In case you don't get the reference in the title…

[BlogEntry] High School Musical : The Play

I knew what High School Musical was just based on the sheer amount of television I watch. But I was surprised when my at the time 4yr old started getting into it. It seems that her friend was having a HSMusical-themed birthday party. Fair enough. So we watched the movie with the kids, and other than the singing and dancing, I think the plot went right over their heads. Science decathalons? Basketball playoffs? Eh.

Fast forward nearly a year, and for K's fifth birthday we got tickets to take her and her sister to the play. I was curious how they'd handle it. I'm a big theatre geek, but I prefer my stuff a little bit on the … deeper? side.

I have to say, I was impressed very impressed. The plot is for the kids, of course – smart girl and dumb jock boy get together to sing for the musical, despite all the cliques that tell them they're breaking the status quo (in a musical number that for some reason makes me think of Little Shop of Horrors' "Down On Skid Row"). The singing and dancing is actually very good. If you like big, full-cast numbers that shake the back wall of the theatre, that's exactly what you get with this one. There is one really weird scene in the middle where there's a slow love song, and for some reason a couple of dancers come out and do this little ballet thing while the stars are singing.
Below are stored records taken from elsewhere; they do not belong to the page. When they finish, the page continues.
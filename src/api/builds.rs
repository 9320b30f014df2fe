//
//  codeship
//  api/builds.rs
//

//! Build resources and operations.
//!
//! A build is one run of a project's CI workflow against a specific ref
//! and commit. Basic projects expose per-build **pipelines**; pro
//! projects expose **services** and **steps** instead.
//!
//! # Build lifecycle
//!
//! ```text
//! testing -> success | error | stopped
//! ```
//!
//! Starting, stopping and restarting are fire-and-forget: the service
//! acknowledges with `202 Accepted` and an empty body, and the new state
//! shows up on the next fetch.
//!
//! # Example
//!
//! ```rust,no_run
//! # async fn example(org: codeship::Organization, project: uuid::Uuid) -> codeship::Result<()> {
//! for build in org.list_builds(project).await? {
//!     println!("{} {} ({})", build.uuid, build.status, build.git_ref);
//! }
//! # Ok(())
//! # }
//! ```

use std::collections::HashMap;

use chrono::{DateTime, Utc};
use reqwest::Method;
use serde::{Deserialize, Serialize};
use uuid::Uuid;

use crate::error::{Error, Result};
use crate::organization::Organization;

/// A single run of a project's CI workflow.
#[derive(Debug, Clone, Deserialize)]
pub struct Build {
    /// Unique identifier of the build.
    pub uuid: Uuid,

    /// Project this build belongs to.
    pub project_uuid: Uuid,

    /// Organization the project belongs to.
    pub organization_uuid: Uuid,

    /// Git reference that was built, e.g. `heads/main`.
    #[serde(rename = "ref")]
    pub git_ref: String,

    /// Commit the build ran against.
    pub commit_sha: String,

    /// First line of the commit message, as reported by the provider.
    #[serde(default)]
    pub commit_message: Option<String>,

    /// Current status: `testing`, `success`, `error` or `stopped`.
    pub status: String,

    /// User who triggered the build, when known.
    #[serde(default)]
    pub username: Option<String>,

    /// When the build entered the queue.
    pub queued_at: DateTime<Utc>,

    /// When a build machine picked the build up.
    #[serde(default)]
    pub allocated_at: Option<DateTime<Utc>>,

    /// When the build finished, for completed builds.
    #[serde(default)]
    pub finished_at: Option<DateTime<Utc>>,
}

/// A pipeline run within a build (basic projects only).
#[derive(Debug, Clone, Deserialize)]
pub struct BuildPipeline {
    /// Unique identifier of the pipeline run.
    pub uuid: Uuid,

    /// Build this pipeline belongs to.
    pub build_uuid: Uuid,

    /// Pipeline type reported by the service.
    #[serde(rename = "type")]
    pub pipeline_type: String,

    /// Current status of the pipeline run.
    pub status: String,

    /// Runtime metrics (duration, container counts, ...), stringly keyed.
    #[serde(default)]
    pub metrics: HashMap<String, String>,

    /// When the pipeline record was created.
    pub created_at: DateTime<Utc>,

    /// When the pipeline record was last updated.
    pub updated_at: DateTime<Utc>,
}

/// A service container taking part in a build (pro projects only).
#[derive(Debug, Clone, Deserialize)]
pub struct BuildService {
    /// Unique identifier of the service instance.
    pub uuid: Uuid,

    /// Build this service belongs to.
    pub build_uuid: Uuid,

    /// Service name from `codeship-services.yml`.
    pub name: String,

    /// Current status, when reported.
    #[serde(default)]
    pub status: Option<String>,

    /// When the service record was last updated.
    #[serde(default)]
    pub updated_at: Option<DateTime<Utc>>,
}

/// A step executed during a build (pro projects only).
///
/// Steps mirror `codeship-steps.yml`; grouped steps carry their children
/// in [`BuildStep::steps`].
#[derive(Debug, Clone, Deserialize)]
pub struct BuildStep {
    /// Unique identifier of the step.
    pub uuid: Uuid,

    /// Build this step belongs to.
    pub build_uuid: Uuid,

    /// Service the step ran on.
    #[serde(default)]
    pub service_uuid: Option<Uuid>,

    /// Step name from the steps file.
    #[serde(default)]
    pub name: Option<String>,

    /// Step type: `run`, `parallel` or `serial`.
    #[serde(rename = "type")]
    pub step_type: String,

    /// Current status of the step.
    pub status: String,

    /// Command executed, for `run` steps.
    #[serde(default)]
    pub command: Option<String>,

    /// Tag/branch restriction the step declares, if any.
    #[serde(default)]
    pub tag: Option<String>,

    /// When the step started executing.
    #[serde(default)]
    pub started_at: Option<DateTime<Utc>>,

    /// When the step finished.
    #[serde(default)]
    pub finished_at: Option<DateTime<Utc>>,

    /// Child steps, for `parallel` and `serial` groups.
    #[serde(default)]
    pub steps: Vec<BuildStep>,
}

#[derive(Serialize)]
struct CreateBuildRequest<'a> {
    #[serde(rename = "ref")]
    git_ref: &'a str,
    #[serde(skip_serializing_if = "Option::is_none")]
    commit_sha: Option<&'a str>,
}

#[derive(Deserialize)]
struct BuildResponse {
    build: Build,
}

#[derive(Deserialize)]
struct BuildListResponse {
    builds: Vec<Build>,
}

#[derive(Deserialize)]
struct PipelineListResponse {
    pipelines: Vec<BuildPipeline>,
}

#[derive(Deserialize)]
struct ServiceListResponse {
    services: Vec<BuildService>,
}

#[derive(Deserialize)]
struct StepListResponse {
    steps: Vec<BuildStep>,
}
Very West Side Story. But that was the only real slow point.

A special nod, too, to the stage direction. There's a point in this place, near the finale, that has no less than three crowd scenes going on simultaneously – the musical auditions (where two students dance some sort of tango/rhumba number), a science competition, and…get this…an actual slow motion basketball game, complete with two teams of players, ball in play, and basketball net with backboard suspended from the ceiling. All timed out to a single musical number, no less. I was quite impressed. Maybe not helicopter-in-Miss-Saigon impressed, but still it was damned cool.

The kids did very well. K kept asking me "Where's Gabrielle?" until I pointed her out, and then she was happy – until the second half when she kept asking me what song they were on. I think she was getting tired. E, on the other hand, appeared to be watching a different show than the rest of us. When I asked her favorite character she said something that, as best I could figure out, involved "The beauty who danced with the beast."

Overall, very impressed, glad we went, excellent show for the family.

[BlogEntry] Spelling Lessons

"Daddy, how you spell fireworks?"

"F I R E W O R K S."

"And how you spell me?"

"M E."

"Exactly not right. I gonna spell it all by myself. E L I Z B T H."

She was actually pretty close. We gave the children some long names.